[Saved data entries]
# # # # #
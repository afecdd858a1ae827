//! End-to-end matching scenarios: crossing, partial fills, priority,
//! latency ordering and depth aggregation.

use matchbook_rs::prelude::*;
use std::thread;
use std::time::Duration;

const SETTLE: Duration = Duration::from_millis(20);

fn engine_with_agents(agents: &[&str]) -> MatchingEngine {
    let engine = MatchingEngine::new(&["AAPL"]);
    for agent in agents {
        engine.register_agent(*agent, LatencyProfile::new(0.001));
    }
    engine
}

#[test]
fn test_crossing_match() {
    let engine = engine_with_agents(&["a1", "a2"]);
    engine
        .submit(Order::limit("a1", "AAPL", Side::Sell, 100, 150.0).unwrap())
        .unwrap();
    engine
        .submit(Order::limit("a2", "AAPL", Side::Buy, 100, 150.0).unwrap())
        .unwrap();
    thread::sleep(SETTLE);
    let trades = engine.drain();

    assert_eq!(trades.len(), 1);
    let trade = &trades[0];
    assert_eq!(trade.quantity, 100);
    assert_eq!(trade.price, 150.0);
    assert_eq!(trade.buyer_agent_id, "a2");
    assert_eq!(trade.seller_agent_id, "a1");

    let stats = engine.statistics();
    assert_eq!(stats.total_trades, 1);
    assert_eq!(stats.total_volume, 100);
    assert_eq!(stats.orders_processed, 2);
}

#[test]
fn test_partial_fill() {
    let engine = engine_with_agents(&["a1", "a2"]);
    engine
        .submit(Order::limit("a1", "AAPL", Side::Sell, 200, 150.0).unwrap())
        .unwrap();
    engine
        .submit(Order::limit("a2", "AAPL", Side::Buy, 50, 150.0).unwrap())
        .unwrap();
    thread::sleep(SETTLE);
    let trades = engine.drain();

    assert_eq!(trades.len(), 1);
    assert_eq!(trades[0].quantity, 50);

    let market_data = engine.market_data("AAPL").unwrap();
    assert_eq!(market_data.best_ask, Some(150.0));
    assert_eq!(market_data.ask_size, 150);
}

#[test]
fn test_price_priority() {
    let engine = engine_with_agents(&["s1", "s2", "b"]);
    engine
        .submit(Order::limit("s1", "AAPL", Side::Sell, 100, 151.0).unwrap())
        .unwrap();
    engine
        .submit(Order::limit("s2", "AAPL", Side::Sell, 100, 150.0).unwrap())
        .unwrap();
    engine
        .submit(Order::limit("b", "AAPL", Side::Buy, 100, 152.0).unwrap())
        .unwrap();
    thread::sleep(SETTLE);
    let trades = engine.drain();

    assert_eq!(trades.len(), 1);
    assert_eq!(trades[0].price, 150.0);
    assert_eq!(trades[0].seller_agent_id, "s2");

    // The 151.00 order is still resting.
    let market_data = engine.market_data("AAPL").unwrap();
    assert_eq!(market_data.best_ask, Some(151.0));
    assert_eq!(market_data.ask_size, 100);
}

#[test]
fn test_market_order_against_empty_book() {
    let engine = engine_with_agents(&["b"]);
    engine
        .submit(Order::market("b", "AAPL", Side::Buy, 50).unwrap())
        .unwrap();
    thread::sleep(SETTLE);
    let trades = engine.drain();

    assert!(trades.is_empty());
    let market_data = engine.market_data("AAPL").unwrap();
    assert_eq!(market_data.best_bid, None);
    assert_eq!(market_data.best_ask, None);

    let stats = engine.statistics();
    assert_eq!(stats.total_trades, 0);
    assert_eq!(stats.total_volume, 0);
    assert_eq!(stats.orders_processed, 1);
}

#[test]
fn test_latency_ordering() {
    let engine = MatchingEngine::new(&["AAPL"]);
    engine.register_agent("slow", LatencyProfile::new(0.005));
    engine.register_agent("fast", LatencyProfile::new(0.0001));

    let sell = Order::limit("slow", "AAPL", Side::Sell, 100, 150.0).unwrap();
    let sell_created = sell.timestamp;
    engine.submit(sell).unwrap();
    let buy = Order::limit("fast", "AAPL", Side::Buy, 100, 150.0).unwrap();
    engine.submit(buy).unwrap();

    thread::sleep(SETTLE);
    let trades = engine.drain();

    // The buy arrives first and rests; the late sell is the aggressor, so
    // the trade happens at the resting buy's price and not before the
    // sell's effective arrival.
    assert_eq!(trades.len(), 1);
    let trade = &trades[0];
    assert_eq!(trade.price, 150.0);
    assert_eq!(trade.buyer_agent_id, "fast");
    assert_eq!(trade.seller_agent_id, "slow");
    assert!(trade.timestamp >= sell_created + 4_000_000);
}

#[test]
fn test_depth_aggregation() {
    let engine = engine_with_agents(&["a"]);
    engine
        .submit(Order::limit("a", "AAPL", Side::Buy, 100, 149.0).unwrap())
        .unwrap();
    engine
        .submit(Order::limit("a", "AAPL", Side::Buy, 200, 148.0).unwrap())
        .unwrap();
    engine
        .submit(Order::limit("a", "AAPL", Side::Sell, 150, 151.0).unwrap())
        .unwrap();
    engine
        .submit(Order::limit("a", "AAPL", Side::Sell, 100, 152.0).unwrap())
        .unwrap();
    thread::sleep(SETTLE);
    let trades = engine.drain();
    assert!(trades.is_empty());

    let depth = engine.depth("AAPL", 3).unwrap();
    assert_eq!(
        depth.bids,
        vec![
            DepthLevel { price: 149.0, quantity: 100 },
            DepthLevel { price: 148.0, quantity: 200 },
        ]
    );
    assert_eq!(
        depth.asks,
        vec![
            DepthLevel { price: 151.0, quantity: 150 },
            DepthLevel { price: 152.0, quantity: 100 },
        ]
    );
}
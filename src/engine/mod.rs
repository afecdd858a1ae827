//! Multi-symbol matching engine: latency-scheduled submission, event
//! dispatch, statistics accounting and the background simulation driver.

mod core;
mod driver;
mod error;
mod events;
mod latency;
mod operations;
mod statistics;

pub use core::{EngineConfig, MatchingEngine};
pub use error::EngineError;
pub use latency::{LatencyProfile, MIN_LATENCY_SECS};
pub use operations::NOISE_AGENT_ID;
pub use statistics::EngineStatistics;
# # # # #
Exercise goal: Set every record down word for word, omitting none.

Solution to this exercise:
repository afecdd858a1ae827
//! End-to-end matching scenarios: crossing, partial fills, priority,
//! latency ordering and depth aggregation.

use matchbook_rs::prelude::*;
use std::thread;
use std::time::Duration;

const SETTLE: Duration = Duration::from_millis(20);

fn engine_with_agents(agents: &[&str]) -> MatchingEngine {
    let engine = MatchingEngine::new(&["AAPL"]);
    for agent in agents {
        engine.register_agent(*agent, LatencyProfile::new(0.001));
    }
    engine
}

#[test]
fn test_crossing_match() {
    let engine = engine_with_agents(&["a1", "a2"]);
    engine
        .submit(Order::limit("a1", "AAPL", Side::Sell, 100, 150.0).unwrap())
        .unwrap();
    engine
        .submit(Order::limit("a2", "AAPL", Side::Buy, 100, 150.0).unwrap())
        .unwrap();
    thread::sleep(SETTLE);
    let trades = engine.drain();

    assert_eq!(trades.len(), 1);
    let trade = &trades[0];
    assert_eq!(trade.quantity, 100);
    assert_eq!(trade.price, 150.0);
    assert_eq!(trade.buyer_agent_id, "a2");
    assert_eq!(trade.seller_agent_id, "a1");

    let stats = engine.statistics();
    assert_eq!(stats.total_trades, 1);
    assert_eq!(stats.total_volume, 100);
    assert_eq!(stats.orders_processed, 2);
}

#[test]
fn test_partial_fill() {
    let engine = engine_with_agents(&["a1", "a2"]);
    engine
        .submit(Order::limit("a1", "AAPL", Side::Sell, 200, 150.0).unwrap())
        .unwrap();
    engine
        .submit(Order::limit("a2", "AAPL", Side::Buy, 50, 150.0).unwrap())
        .unwrap();
    thread::sleep(SETTLE);
    let trades = engine.drain();

    assert_eq!(trades.len(), 1);
    assert_eq!(trades[0].quantity, 50);

    let market_data = engine.market_data("AAPL").unwrap();
    assert_eq!(market_data.best_ask, Some(150.0));
    assert_eq!(market_data.ask_size, 150);
}

#[test]
fn test_price_priority() {
    let engine = engine_with_agents(&["s1", "s2", "b"]);
    engine
        .submit(Order::limit("s1", "AAPL", Side::Sell, 100, 151.0).unwrap())
        .unwrap();
    engine
        .submit(Order::limit("s2", "AAPL", Side::Sell, 100, 150.0).unwrap())
        .unwrap();
    engine
        .submit(Order::limit("b", "AAPL", Side::Buy, 100, 152.0).unwrap())
        .unwrap();
    thread::sleep(SETTLE);
    let trades = engine.drain();

    assert_eq!(trades.len(), 1);
    assert_eq!(trades[0].price, 150.0);
    assert_eq!(trades[0].seller_agent_id, "s2");

    // The 151.00 order is still resting.
    let market_data = engine.market_data("AAPL").unwrap();
    assert_eq!(market_data.best_ask, Some(151.0));
    assert_eq!(market_data.ask_size, 100);
}

#[test]
fn test_market_order_against_empty_book() {
    let engine = engine_with_agents(&["b"]);
    engine
        .submit(Order::market("b", "AAPL", Side::Buy, 50).unwrap())
        .unwrap();
    thread::sleep(SETTLE);
    let trades = engine.drain();

    assert!(trades.is_empty());
    let market_data = engine.market_data("AAPL").unwrap();
    assert_eq!(market_data.best_bid, None);
    assert_eq!(market_data.best_ask, None);

    let stats = engine.statistics();
    assert_eq!(stats.total_trades, 0);
    assert_eq!(stats.total_volume, 0);
    assert_eq!(stats.orders_processed, 1);
}

#[test]
fn test_latency_ordering() {
    let engine = MatchingEngine::new(&["AAPL"]);
    engine.register_agent("slow", LatencyProfile::new(0.005));
    engine.register_agent("fast", LatencyProfile::new(0.0001));

    let sell = Order::limit("slow", "AAPL", Side::Sell, 100, 150.0).unwrap();
    let sell_created = sell.timestamp;
    engine.submit(sell).unwrap();
    let buy = Order::limit("fast", "AAPL", Side::Buy, 100, 150.0).unwrap();
    engine.submit(buy).unwrap();

    thread::sleep(SETTLE);
    let trades = engine.drain();

    // The buy arrives first and rests; the late sell is the aggressor, so
    // the trade happens at the resting buy's price and not before the
    // sell's effective arrival.
    assert_eq!(trades.len(), 1);
    let trade = &trades[0];
    assert_eq!(trade.price, 150.0);
    assert_eq!(trade.buyer_agent_id, "fast");
    assert_eq!(trade.seller_agent_id, "slow");
    assert!(trade.timestamp >= sell_created + 4_000_000);
}

#[test]
fn test_depth_aggregation() {
    let engine = engine_with_agents(&["a"]);
    engine
        .submit(Order::limit("a", "AAPL", Side::Buy, 100, 149.0).unwrap())
        .unwrap();
    engine
        .submit(Order::limit("a", "AAPL", Side::Buy, 200, 148.0).unwrap())
        .unwrap();
    engine
        .submit(Order::limit("a", "AAPL", Side::Sell, 150, 151.0).unwrap())
        .unwrap();
    engine
        .submit(Order::limit("a", "AAPL", Side::Sell, 100, 152.0).unwrap())
        .unwrap();
    thread::sleep(SETTLE);
    let trades = engine.drain();
    assert!(trades.is_empty());

    let depth = engine.depth("AAPL", 3).unwrap();
    assert_eq!(
        depth.bids,
        vec![
            DepthLevel { price: 149.0, quantity: 100 },
            DepthLevel { price: 148.0, quantity: 200 },
        ]
    );
    assert_eq!(
        depth.asks,
        vec![
            DepthLevel { price: 151.0, quantity: 150 },
            DepthLevel { price: 152.0, quantity: 100 },
        ]
    );
}
filename src/engine/mod.rs
repository afecdd858a1ae827
//! Multi-symbol matching engine: latency-scheduled submission, event
//! dispatch, statistics accounting and the background simulation driver.

mod core;
mod driver;
mod error;
mod events;
mod latency;
mod operations;
mod statistics;

pub use core::{EngineConfig, MatchingEngine};
pub use error::EngineError;
pub use latency::{LatencyProfile, MIN_LATENCY_SECS};
pub use operations::NOISE_AGENT_ID;
pub use statistics::EngineStatistics;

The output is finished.